Question 1: Is it normal to have to pay triple the month’s rent as a deposit?

Van Der Meulen: The deposit for a house is between one and triple times the rental price. This depends on whether the house is furnished or unfurnished, whether there are special circumstances like bringing a pet and depending on the financial security from the tenant.

IQ: No! Normally it’s one month’s rent. If landlords insists on a higher deposit, this is because they have had some troubles in the past, or sometimes a suitable candidate doesn’t meet the income requirement.  We use it to offer to a landlord if the income “on paper” is not steady but rent is payable.

AnderZ: No, that is still uncommon though not illegal. It is more and more becoming a standard, but it can – by Dutch law- not exceed 3 months. A security deposit gives the landlord assurance that he will not be left with unpaid rent at the end of the lease. Or with costs for repairing damage to the property caused by the tenant. Because the landlord may use (part of the) security deposit to compensate for unpaid rent or damage caused by you.

It is also possible that the tenant has not left the property tidy or as agreed. And that the landlord then has to make costs to make the house tidy for the next tenant. In that case, the landlord may deduct his expenses incurred from the security deposit before refunding it. But note: this does not apply to ordinary wear and tear and damage resulting from poor maintenance in which he himself has been negligent.

Excessive deposit: refuse or go to court

If the landlord asks for an excessive deposit, you can do 2 things:

  1. You can refuse to pay the deposit. Then keep in mind that you will not get the house.
  2. Or you can pay the security deposit and afterwards ask the court to lower the deposit. If the judge reduces the security deposit, the landlord must repay what you overpaid.

Question 2: How do I know I’m being overcharged?

Van Der Meulen: This depends on the house you are looking for. If this is a social house the rental price has a maximum, allied to the number of points from the system. If it is a house in the free market, the landlord or agency can ask any rental price depending on the circumstances in the market.


  1. Ask your broker
  2. Compare with other houses, and not only the one that stays available. But sign in at some big housing sites for new offers, like,,

AnderZ: There is no certain way of knowing, but you can consider hiring a professional. Always look for reviews and also credentials. A formal business has access to main websites like Funda and Pararius, and real estate agents all have to be registered at VastgoedPRO, VBO or NVM

Question 3: Are there saving programs with tax benefits for purchasing a house, like the BSU in Norway?

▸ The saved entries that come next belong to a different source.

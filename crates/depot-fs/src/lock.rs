use std::fs::{File, OpenOptions};
use std::io;
use std::path::{Path, PathBuf};

use fs2::FileExt;

use crate::{Error, Result};

/// A file opened for writing under an exclusive, OS-enforced advisory lock.
///
/// The lock is taken without blocking and released when the guard drops, on
/// every exit path. Opening never truncates: a writer that loses the race for
/// the lock must not clobber the holder's bytes, so truncation is a separate
/// step performed only by the holder.
#[derive(Debug)]
pub struct LockedFile {
    file: File,
    path: PathBuf,
}

impl LockedFile {
    pub fn try_create(path: impl AsRef<Path>) -> Result<Self> {
        let path = path.as_ref().to_path_buf();
        let file = OpenOptions::new()
            .write(true)
            .create(true)
            .truncate(false)
            .open(&path)
            .map_err(|source| Error::Open {
                path: path.clone(),
                source,
            })?;

        match file.try_lock_exclusive() {
            Ok(()) => Ok(Self { file, path }),
            Err(e) if is_contended(&e) => Err(Error::AlreadyLocked { path }),
            Err(source) => Err(Error::Lock { path, source }),
        }
    }

    pub fn path(&self) -> &Path { &self.path }

    pub fn file(&self) -> &File { &self.file }

    /// Drop any existing content.
    pub fn truncate(&self) -> Result<()> {
        self.file.set_len(0).map_err(|source| Error::Write {
            path: self.path.clone(),
            source,
        })
    }

    /// Second handle onto the same open file description, for async writers.
    /// The lock stays with this guard.
    pub fn try_clone_file(&self) -> Result<File> {
        self.file.try_clone().map_err(|source| Error::Open {
            path: self.path.clone(),
            source,
        })
    }

    /// Remove the file while the lock is still held, then release it.
    pub fn discard(self) -> Result<()> {
        std::fs::remove_file(&self.path).map_err(|source| Error::Remove {
            path: self.path.clone(),
            source,
        })
    }
}

impl Drop for LockedFile {
    fn drop(&mut self) { let _ = FileExt::unlock(&self.file); }
}

fn is_contended(err: &io::Error) -> bool {
    err.kind() == io::ErrorKind::WouldBlock
        || err.raw_os_error() == fs2::lock_contended_error().raw_os_error()
}

#[cfg(test)]
mod tests {
    use super::*;
    use std::io::Write;
    use tempfile::tempdir;

    #[test]
    fn test_second_writer_is_rejected() {
        let dir = tempdir().unwrap();
        let path = dir.path().join("artifact.bin");

        let first = LockedFile::try_create(&path).unwrap();
        let second = LockedFile::try_create(&path);
        assert!(matches!(second, Err(Error::AlreadyLocked { .. })));

        drop(first);
        assert!(LockedFile::try_create(&path).is_ok());
    }

    #[test]
    fn test_rejected_writer_does_not_truncate() {
        let dir = tempdir().unwrap();
        let path = dir.path().join("artifact.bin");

        let holder = LockedFile::try_create(&path).unwrap();
        holder.file().write_all(b"in progress").unwrap();

        assert!(LockedFile::try_create(&path).is_err());
        assert_eq!(std::fs::read(&path).unwrap(), b"in progress");
    }

    #[test]
    fn test_truncate_and_discard() {
        let dir = tempdir().unwrap();
        let path = dir.path().join("artifact.bin");
        std::fs::write(&path, b"stale content").unwrap();

        let locked = LockedFile::try_create(&path).unwrap();
        assert_eq!(std::fs::read(&path).unwrap(), b"stale content");
        locked.truncate().unwrap();
        assert_eq!(std::fs::metadata(&path).unwrap().len(), 0);

        locked.discard().unwrap();
        assert!(!path.exists());
    }

    #[test]
    fn test_missing_parent_is_open_error() {
        let dir = tempdir().unwrap();
        let result = LockedFile::try_create(dir.path().join("no/such/dir/file"));
        assert!(matches!(result, Err(Error::Open { .. })));
    }
}
use std::cmp::Ordering;
use std::fmt;
use std::ops::{Add, Sub};
use std::str::FromStr;

use serde::{Deserialize, Serialize};

use crate::error::QuantityParseError;

/// Units on the 1024-based storage ladder.
#[derive(Debug, Clone, Copy, PartialEq, Eq, PartialOrd, Ord, Hash, Default)]
pub enum StorageUnit {
    #[default]
    B,
    KB,
    MB,
    GB,
    TB,
}

impl StorageUnit {
    pub const ALL: [StorageUnit; 5] = [Self::B, Self::KB, Self::MB, Self::GB, Self::TB];

    pub const fn bytes_per_unit(self) -> i64 {
        match self {
            Self::B => 1,
            Self::KB => 1 << 10,
            Self::MB => 1 << 20,
            Self::GB => 1 << 30,
            Self::TB => 1 << 40,
        }
    }

    pub const fn symbol(self) -> &'static str {
        match self {
            Self::B => "B",
            Self::KB => "KB",
            Self::MB => "MB",
            Self::GB => "GB",
            Self::TB => "TB",
        }
    }

    pub const fn label(self) -> &'static str {
        match self {
            Self::B => "Bytes",
            Self::KB => "Kilobytes",
            Self::MB => "Megabytes",
            Self::GB => "Gigabytes",
            Self::TB => "Terabytes",
        }
    }

    fn from_suffix(suffix: &str) -> Option<Self> {
        match suffix.to_ascii_lowercase().as_str() {
            "" | "b" => Some(Self::B),
            "k" | "kb" | "ki" | "kib" => Some(Self::KB),
            "m" | "mb" | "mi" | "mib" => Some(Self::MB),
            "g" | "gb" | "gi" | "gib" => Some(Self::GB),
            "t" | "tb" | "ti" | "tib" => Some(Self::TB),
            _ => None,
        }
    }
}

impl fmt::Display for StorageUnit {
    fn fmt(&self, f: &mut fmt::Formatter<'_>) -> fmt::Result { f.write_str(self.label()) }
}

/// A non-negative byte count with a display unit.
///
/// Equality and ordering always compare the normalized byte value, so
/// `StorageQuantity::kb(1) == StorageQuantity::bytes(1024)`. Byte counts are
/// signed 64-bit; anything at or above 2^63 bytes saturates.
///
/// ```
/// use depot_core::{StorageQuantity, StorageUnit};
///
/// let min_free = StorageQuantity::mb(245);
/// assert_eq!(min_free.as_bytes(), 245 * 1024 * 1024);
/// assert_eq!(min_free.to(StorageUnit::GB), 0);
/// assert!(StorageQuantity::gb(1).is_greater_than(&min_free));
/// assert_eq!(min_free.to_string(), "245 Megabytes");
/// ```
#[derive(Debug, Clone, Copy, Serialize, Deserialize)]
#[serde(try_from = "String", into = "String")]
pub struct StorageQuantity {
    bytes: i64,
    unit:  StorageUnit,
}

impl StorageQuantity {
    pub const ZERO: StorageQuantity = StorageQuantity {
        bytes: 0,
        unit:  StorageUnit::B,
    };

    /// `amount` expressed in `unit`. Negative amounts clamp to zero.
    pub const fn of(amount: i64, unit: StorageUnit) -> Self {
        let amount = if amount < 0 { 0 } else { amount };
        Self {
            bytes: amount.saturating_mul(unit.bytes_per_unit()),
            unit,
        }
    }

    pub const fn bytes(amount: i64) -> Self { Self::of(amount, StorageUnit::B) }

    pub const fn kb(amount: i64) -> Self { Self::of(amount, StorageUnit::KB) }

    pub const fn mb(amount: i64) -> Self { Self::of(amount, StorageUnit::MB) }

    pub const fn gb(amount: i64) -> Self { Self::of(amount, StorageUnit::GB) }

    /// Raw byte count.
    pub const fn as_bytes(&self) -> i64 { self.bytes }

    pub const fn unit(&self) -> StorageUnit { self.unit }

    /// Whole units contained in this quantity, truncating any remainder.
    pub const fn to(&self, unit: StorageUnit) -> i64 { self.bytes / unit.bytes_per_unit() }

    /// Same byte count, displayed in `unit`.
    #[must_use]
    pub const fn in_unit(self, unit: StorageUnit) -> Self {
        Self {
            bytes: self.bytes,
            unit,
        }
    }

    pub fn is_greater_than(&self, other: &StorageQuantity) -> bool { self.bytes > other.bytes }

    pub fn is_greater_than_or_equal_to(&self, other: &StorageQuantity) -> bool {
        self.bytes >= other.bytes
    }

    pub fn is_equivalent_to(&self, other: &StorageQuantity) -> bool { self.bytes == other.bytes }

    pub fn is_zero(&self) -> bool { self.bytes == 0 }
}

impl Default for StorageQuantity {
    fn default() -> Self { Self::ZERO }
}

impl PartialEq for StorageQuantity {
    fn eq(&self, other: &Self) -> bool { self.bytes == other.bytes }
}

impl Eq for StorageQuantity {}

impl PartialOrd for StorageQuantity {
    fn partial_cmp(&self, other: &Self) -> Option<Ordering> { Some(self.cmp(other)) }
}

impl Ord for StorageQuantity {
    fn cmp(&self, other: &Self) -> Ordering { self.bytes.cmp(&other.bytes) }
}

impl Add for StorageQuantity {
    type Output = StorageQuantity;

    fn add(self, rhs: Self) -> Self::Output {
        Self {
            bytes: self.bytes.saturating_add(rhs.bytes),
            unit:  self.unit.min(rhs.unit),
        }
    }
}

impl Sub for StorageQuantity {
    type Output = StorageQuantity;

    /// Floors at zero.
    fn sub(self, rhs: Self) -> Self::Output {
        Self {
            bytes: self.bytes.saturating_sub(rhs.bytes).max(0),
            unit:  self.unit,
        }
    }
}

impl From<u64> for StorageQuantity {
    fn from(bytes: u64) -> Self { Self::bytes(i64::try_from(bytes).unwrap_or(i64::MAX)) }
}

impl fmt::Display for StorageQuantity {
    fn fmt(&self, f: &mut fmt::Formatter<'_>) -> fmt::Result {
        write!(f, "{} {}", self.to(self.unit), self.unit.label())
    }
}

impl FromStr for StorageQuantity {
    type Err = QuantityParseError;

    /// Accepts `"245MB"`, `"245 M"`, `"750Mi"`, `"8kb"` or a bare byte count.
    fn from_str(s: &str) -> Result<Self, Self::Err> {
        let s = s.trim();
        if s.is_empty() {
            return Err(QuantityParseError::Empty);
        }

        let split = s.find(|c: char| !c.is_ascii_digit()).unwrap_or(s.len());
        let (number, suffix) = s.split_at(split);
        let amount: i64 = number
            .parse()
            .map_err(|_| QuantityParseError::InvalidNumber(s.to_string()))?;
        let unit = StorageUnit::from_suffix(suffix.trim())
            .ok_or_else(|| QuantityParseError::UnknownUnit(suffix.trim().to_string()))?;

        Ok(Self::of(amount, unit))
    }
}

impl TryFrom<String> for StorageQuantity {
    type Error = QuantityParseError;

    fn try_from(value: String) -> Result<Self, Self::Error> { value.parse() }
}

impl From<StorageQuantity> for String {
    /// Compact, re-parseable form; falls back to bytes when the display unit
    /// would lose precision.
    fn from(q: StorageQuantity) -> Self {
        if q.bytes % q.unit.bytes_per_unit() == 0 {
            format!("{}{}", q.to(q.unit), q.unit.symbol())
        } else {
            format!("{}B", q.bytes)
        }
    }
}

#[cfg(test)]
mod tests {
    use super::*;

    #[test]
    fn test_unit_ladder_is_1024_based() {
        for pair in StorageUnit::ALL.windows(2) {
            assert_eq!(pair[1].bytes_per_unit(), pair[0].bytes_per_unit() * 1024);
        }
        assert_eq!(StorageUnit::TB.bytes_per_unit(), 1_099_511_627_776);
    }

    #[test]
    fn test_conversion_truncates() {
        let q = StorageQuantity::bytes(1536);
        assert_eq!(q.to(StorageUnit::KB), 1);
        assert_eq!(q.to(StorageUnit::MB), 0);
        assert_eq!(StorageQuantity::gb(3).to(StorageUnit::MB), 3072);
    }

    #[test]
    fn test_comparisons_normalize_to_bytes() {
        let a = StorageQuantity::kb(1);
        let b = StorageQuantity::bytes(1024);
        assert!(a.is_equivalent_to(&b));
        assert_eq!(a, b);
        assert!(!a.is_greater_than(&b));
        assert!(a.is_greater_than_or_equal_to(&b));
        assert!(StorageQuantity::mb(245).is_greater_than(&StorageQuantity::kb(250_000)));
        assert!(StorageQuantity::mb(1) > StorageQuantity::kb(1023));
    }

    #[test]
    fn test_zero_is_additive_identity() {
        let q = StorageQuantity::mb(7);
        assert_eq!(q + StorageQuantity::ZERO, q);
        assert_eq!(StorageQuantity::ZERO + q, q);
        assert_eq!(StorageQuantity::kb(1) - StorageQuantity::mb(1), StorageQuantity::ZERO);
    }

    #[test]
    fn test_negative_and_overflow() {
        assert_eq!(StorageQuantity::of(-5, StorageUnit::GB), StorageQuantity::ZERO);
        assert_eq!(StorageQuantity::of(i64::MAX, StorageUnit::TB).as_bytes(), i64::MAX);
        assert_eq!(StorageQuantity::from(u64::MAX).as_bytes(), i64::MAX);
    }

    #[test]
    fn test_display() {
        assert_eq!(StorageQuantity::bytes(12_206_080).to_string(), "12206080 Bytes");
        assert_eq!(StorageQuantity::kb(8).to_string(), "8 Kilobytes");
        assert_eq!(StorageQuantity::mb(2).in_unit(StorageUnit::KB).to_string(), "2048 Kilobytes");
    }

    #[test]
    fn test_parse() {
        assert_eq!("245MB".parse::<StorageQuantity>().unwrap(), StorageQuantity::mb(245));
        assert_eq!("750Mi".parse::<StorageQuantity>().unwrap(), StorageQuantity::mb(750));
        assert_eq!(" 8 kb ".parse::<StorageQuantity>().unwrap(), StorageQuantity::kb(8));
        assert_eq!("4096".parse::<StorageQuantity>().unwrap(), StorageQuantity::kb(4));
        assert_eq!("2G".parse::<StorageQuantity>().unwrap().unit(), StorageUnit::GB);

        assert_eq!("".parse::<StorageQuantity>(), Err(QuantityParseError::Empty));
        assert!(matches!(
            "MB".parse::<StorageQuantity>(),
            Err(QuantityParseError::InvalidNumber(_))
        ));
        assert!(matches!(
            "12 parsecs".parse::<StorageQuantity>(),
            Err(QuantityParseError::UnknownUnit(_))
        ));
    }

    #[test]
    fn test_serde_string_form() {
        #[derive(Deserialize, Serialize)]
        struct Limits {
            min_free: StorageQuantity,
        }

        let limits: Limits = toml::from_str(r#"min_free = "245MB""#).unwrap();
        assert_eq!(limits.min_free, StorageQuantity::mb(245));
        assert_eq!(toml::to_string(&limits).unwrap().trim(), r#"min_free = "245MB""#);

        let odd = StorageQuantity::bytes(1500).in_unit(StorageUnit::KB);
        assert_eq!(String::from(odd), "1500B");
    }
}
mod http;
mod memory;
mod transfer;

pub use http::{BoxStream, HttpClient};
#[cfg(feature = "reqwest")]
pub use http::ReqwestClient;
pub use memory::{MemoryClient, MemoryError, MemoryResource};
pub use transfer::TransferEngine;
use std::path::Path;

use bytes::Bytes;
use depot_fs::LockedFile;
use futures_util::StreamExt;
use tokio::io::AsyncWriteExt;
use tokio::time::Instant;
use tokio_util::sync::CancellationToken;
use tracing::{debug, info, warn};
use url::Url;

use super::http::HttpClient;
use crate::data::TransferOptions;
use crate::error::{Result, TransferError};

/// Streams a response body into a destination file owned exclusively for the
/// duration of the transfer.
///
/// Protocol, in order:
/// 1. create the parent directory
/// 2. take the exclusive lock without blocking, failing with
///    [`TransferError::AlreadyLocked`] if another writer holds it
/// 3. truncate, then open the source
/// 4. loop: stop on cancellation or an expired deadline, otherwise write at
///    most `buffer_size` bytes at the current offset
///
/// On any failure the partial file is removed while the lock is still held.
#[derive(Debug, Clone)]
pub struct TransferEngine<C> {
    client: C,
}

impl<C: HttpClient> TransferEngine<C> {
    pub fn new(client: C) -> Self { Self { client } }

    pub fn client(&self) -> &C { &self.client }

    /// Copy `source` to `destination`, returning the number of bytes written.
    pub async fn copy(
        &self,
        source: &Url,
        destination: &Path,
        options: &TransferOptions,
        cancel: &CancellationToken,
    ) -> Result<u64> {
        let started = Instant::now();

        if let Some(parent) = destination.parent().filter(|p| !p.as_os_str().is_empty()) {
            tokio::fs::create_dir_all(parent).await.map_err(|source| {
                TransferError::DirectoryCreateFailed {
                    path: parent.to_path_buf(),
                    source,
                }
            })?;
        }

        let locked = LockedFile::try_create(destination)?;
        debug!(url = %source, path = %destination.display(), "write lock acquired");

        match self.stream_into(&locked, source, options, cancel, started).await {
            Ok(bytes) => {
                info!(
                    url = %source,
                    path = %destination.display(),
                    bytes,
                    elapsed_ms = started.elapsed().as_millis() as u64,
                    "transfer complete"
                );
                Ok(bytes)
            }
            Err(e) => {
                if let Err(discard) = locked.discard() {
                    warn!(path = %destination.display(), error = %discard, "failed to remove partial file");
                }
                Err(e)
            }
        }
    }

    async fn stream_into(
        &self,
        locked: &LockedFile,
        source: &Url,
        options: &TransferOptions,
        cancel: &CancellationToken,
        started: Instant,
    ) -> Result<u64> {
        let write_err = |source| TransferError::Write {
            path: locked.path().to_path_buf(),
            source,
        };

        locked.truncate()?;
        let mut file = tokio::fs::File::from_std(locked.try_clone_file()?);

        let mut body = self
            .client
            .open(source)
            .await
            .map_err(|e| TransferError::Network(e.to_string()))?;

        let chunk_len = options.chunk_len();
        let mut pending = Bytes::new();
        let mut offset = 0u64;

        loop {
            if cancel.is_cancelled() {
                return Err(TransferError::Interrupted { bytes_written: offset });
            }
            let elapsed = started.elapsed();
            if elapsed > options.timeout {
                return Err(TransferError::TimedOut {
                    bytes_written: offset,
                    elapsed,
                });
            }

            if pending.is_empty() {
                let remaining = options.timeout.saturating_sub(elapsed);
                let next = tokio::select! {
                    biased;
                    _ = cancel.cancelled() => {
                        return Err(TransferError::Interrupted { bytes_written: offset });
                    }
                    next = tokio::time::timeout(remaining, body.next()) => next,
                };
                match next {
                    Err(_) => {
                        return Err(TransferError::TimedOut {
                            bytes_written: offset,
                            elapsed:       started.elapsed(),
                        });
                    }
                    Ok(None) => break,
                    Ok(Some(Err(e))) => return Err(TransferError::Network(e.to_string())),
                    Ok(Some(Ok(chunk))) => pending = chunk,
                }
                continue;
            }

            let piece = pending.split_to(chunk_len.min(pending.len()));
            file.write_all(&piece).await.map_err(write_err)?;
            offset += piece.len() as u64;
        }

        file.flush().await.map_err(write_err)?;
        file.sync_all().await.map_err(write_err)?;
        Ok(offset)
    }
}
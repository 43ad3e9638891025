use std::io;
use std::path::PathBuf;

use depot_core::{CatalogError, StorageQuantity};
use depot_fetch::TransferError;
use depot_space::SpaceError;
use thiserror::Error;
use url::Url;

use crate::config::ConfigError;

pub type Result<T> = std::result::Result<T, DownloadError>;

#[derive(Debug, Error)]
pub enum DownloadError {
    #[error(transparent)]
    Config(#[from] ConfigError),

    #[error(transparent)]
    UnknownArtifact(#[from] CatalogError),

    #[error("could not lock {url} after {attempts} attempts")]
    LockUnavailable { url: Url, attempts: u32 },

    #[error("disk space unknown: {0}")]
    SpaceUnavailable(#[from] SpaceError),

    #[error("insufficient disk space: {available} available, {required} required")]
    InsufficientSpace {
        available: StorageQuantity,
        required:  StorageQuantity,
    },

    #[error("{url}: expected {expected} bytes, got {actual}")]
    LengthMismatch { url: Url, expected: u64, actual: u64 },

    #[error("{url}: checksum mismatch, expected {expected}, got {actual}")]
    ChecksumMismatch {
        url:      Url,
        expected: String,
        actual:   String,
    },

    #[error(transparent)]
    Transfer(#[from] TransferError),

    #[error("I/O error on {}: {source}", path.display())]
    Io {
        path:   PathBuf,
        #[source]
        source: io::Error,
    },

    #[error("background task failed: {0}")]
    Task(#[from] tokio::task::JoinError),
}
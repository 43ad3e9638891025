use std::path::{Path, PathBuf};

use anyhow::{Context, Result};
use depot::DepotConfig;

/// Defaults, then the config file, then the environment, then `--destination`.
pub fn resolve(config: Option<&Path>, destination: Option<PathBuf>) -> Result<DepotConfig> {
    let base = match config {
        Some(path) => DepotConfig::load(path).with_context(|| format!("failed to load {}", path.display()))?,
        None => DepotConfig::default(),
    };
    let resolved = base.apply_env().context("invalid environment override")?;

    Ok(match destination {
        Some(dir) => resolved.destination(dir),
        None => resolved,
    })
}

IQ: Yes! In The Netherlands the interest that is paid for the mortgage is deductible (partly) from taxes.

AnderZ: BSU is Starterslening in Groningen.

For the province, you can find information here.

For the municipality Het Hogeland, find out more here.

For the city of Groningen I could not find specific info.

People under 35 years of age do not have to pay Property Purchase tax (stamp duty).

Question 4: How can an expat purchase a house?

IQ: Same as a non-expat! Banks like expats with a job on a high level. It’s smart to contact a local agency with a lot of knowledge about the housing market in Groningen. Before you contact them, you can do a bit of research about the different areas in Groningen where you would like to live.

AnderZ: Main housing website is other websites like could give some statistics.

In principle you can buy a house yourself, but be aware that communication with realtors is hard since most people at the desk are not skilled in English so when a lot of people respond to a certain house, you can experience you are being ignored. If you come from a “red flag” country like China brokers are -by law- obligated to do extensive research and some choose to skip that.

Best option is to ask around, check LinkedIn and also review brokers websites to see if they present information in English. Again, look for reviews, look for branch office connection (VastgoedPro, VBO, NVM)

Question 5: Is subletting actually allowed? If so, why can’t we register at municipality?

Van Der Meulen: Depends on whether it is a full house or just a room. In most rental contracts it is mentioned whether subletting is allowed or not. There is a maximum number of people who can be registered at an address, since it is not allowed to rent out a house to an indefinite number of people.

IQ: At 123Wonen, subletting is not allowed in general unless the landlord is okay with it.

Renting out the house you own (sometimes also referred to as subletting) is mostly possible but depending on your mortgage (bank).

AnderZ: No, that is not allowed unless you agree upon it with your landlord. Suppose you rent a home and you have to go abroad for a year but want to turn back into your house, you might get permission.

Without permission you are acting illegally, and eviction is possible. Also remember then when subletting – even with permission – you will remain responsible, liable, and accountable. So, if the subletter does not pay, you will have to. If the subletter breaks anything, you pay for it.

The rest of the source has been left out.